Cyprus Rescue Risks Backlash

By Gabriele Steinhauser | The Wall Street Journal – 11 hours agoEmail0Share0Print
The euro zone took the unprecedented step of taking a bite out of depositors' accounts in Cypriot banks to help pay for its bailout of the island's financial system, a high-risk decision that could erode savers' confidence across the currency bloc and add to popular anger over its handling of the crisis.

The decision to raise €5.8 billion ($7.6 billion) from taxes on depositors—including individuals with small amounts in their accounts—risks a political backlash for the newly elected center-right government on the Mediterranean island and a wider political fallout for the euro-zone leaders who are guiding the bloc's crisis strategy.

Asian shares and the euro fell sharply in early trading Monday as markets reacted to the bailout. Japan shares dropped 2.1%, Hong Kong fell 2.0% and Australia fell 1.4%. "The feeling is that the euro crisis could be back and that you could see full-on contagion," said Shane Oliver, head of investment strategy and chief economist at Amp Capital in Sydney. "But I suspect that we are going to hear reassurances from other countries."

A tax on depositors—6.75% on deposits up to €100,000, and 9.9% above that level—was the only way out for the bloc's finance ministers after Germany, the euro zone's biggest economy, and the International Monetary Fund insisted that financial aid to Cyprus should be limited to €10 billion.

With the money due to have been withdrawn electronically from bank accounts over the weekend, politicians in Nicosia were discussing how they might adjust the levy to make it appear fairer.
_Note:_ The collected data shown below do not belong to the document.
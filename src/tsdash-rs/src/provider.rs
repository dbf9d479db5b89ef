use reqwest::Client as HttpClient;
use std::sync::Arc;
use tokio::sync::Mutex;

use tsdash_core::{ConnectionConfig, ConnectionStore};

use crate::client::TypesenseClient;
use crate::request::RequestOptions;
use crate::{ClientError, Result};

/// Hands out the client for the currently saved connection.
///
/// The handle is built lazily from the store and memoized until
/// [`reset_client`](Self::reset_client). Building happens under the lock, so
/// concurrent callers never end up with two live handles.
pub struct ClientProvider {
    store: Arc<dyn ConnectionStore>,
    http: HttpClient,
    options: RequestOptions,
    current: Mutex<Option<Arc<TypesenseClient>>>,
}

impl ClientProvider {
    pub fn new(store: Arc<dyn ConnectionStore>) -> Self {
        Self::with_options(store, HttpClient::new(), RequestOptions::default())
    }

    pub fn with_options(
        store: Arc<dyn ConnectionStore>,
        http: HttpClient,
        options: RequestOptions,
    ) -> Self {
        Self {
            store,
            http,
            options,
            current: Mutex::new(None),
        }
    }

    pub fn store(&self) -> &Arc<dyn ConnectionStore> {
        &self.store
    }

    /// Current client, built from the store on first use
    pub async fn get_client(&self) -> Result<Arc<TypesenseClient>> {
        let mut current = self.current.lock().await;
        if let Some(client) = current.as_ref() {
            return Ok(client.clone());
        }

        let form = self.store.load()?;
        if form.is_empty() {
            return Err(ClientError::NotConnected);
        }
        let config = form.validate()?;

        tracing::debug!(host = %config.host, port = config.port, "Building Typesense client");
        let client = Arc::new(TypesenseClient::with_http(
            self.http.clone(),
            config,
            self.options.clone(),
        ));
        *current = Some(client.clone());
        Ok(client)
    }

    /// Drop the current client; the next `get_client` rebuilds from the store
    pub async fn reset_client(&self) {
        if self.current.lock().await.take().is_some() {
            tracing::debug!("Typesense client reset");
        }
    }

    /// Persist `config` and invalidate the current client
    pub async fn save(&self, config: &ConnectionConfig) -> Result<()> {
        self.store.save(config)?;
        self.reset_client().await;
        Ok(())
    }

    /// Forget the saved connection and invalidate the current client
    pub async fn clear(&self) -> Result<()> {
        self.store.clear()?;
        self.reset_client().await;
        Ok(())
    }

    pub fn is_connected(&self) -> Result<bool> {
        Ok(self.store.is_connected()?)
    }
}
Monday is a public holiday on the island, when banks are closed, but European officials said contingency plans were being put in place to calm any turmoil in the country's financial system when the banks eventually reopened.

Since the global financial crisis began in 2008, few European bank depositors have taken losses. Denmark forced some large depositors to do so in 2011, when two midsize lenders collapsed. Iceland also decided not to repay foreign depositors when it suffered a bank crisis in 2008—although the British and Dutch governments stepped in to make sure savers didn't incur losses. In 1992, Italy imposed a small tax on its depositors.

European Pressphoto Agency A woman found this Bank of Cyprus ATM was out of order Sunday.
As the currency union's finance ministers, the IMF and the European Central Bank worked to contain the cost of the bailout, officials early Saturday morning crossed a red line they had avoided during the five-year financial crisis: making depositors pay for saving their banks.

To get there, the ECB threatened to send Cyprus's two biggest banks into liquidation, a move that would have sunk the island's financial system and, its president warned, could have led to its euro-zone exit.

European officials on Sunday emphasized that the levy was a one-time tax for Cyprus—based on the huge size of its banking system compared to the relatively puny size of the country's economy—and wouldn't be replicated elsewhere in the currency union. But the deal sends a signal to the rest of the euro zone that the bloc's richer nations are increasingly reluctant to transfer the costs of insolvent banks and governments onto the shoulders of their own taxpayers.

Over 10 hours of tense negotiations, euro-zone finance ministers hammered out the rescue for Cyprus, a nation of 800,000 people, an economy of less than €18 billion, and an opaque banking system with some €70 billion in deposits, many of them held by Russians and other foreigners.

But the final deal has triggered protests and cash withdrawals in Cyprus, where it imposes losses not only on rich Russians who took advantage of the island's lax bank rules, but also on ordinary Cypriot savers and companies.

"It was the worst time in my life. It reminds me of the invasion of the Turks in 1974," said a Cypriot official involved in the negotiations.

On Sunday, the government in Nicosia delayed the planned vote in Parliament to adopt the tax just three weeks after national elections because of questions over whether it could get a majority for the measures. That has raised doubts on whether banks can reopen as planned Tuesday.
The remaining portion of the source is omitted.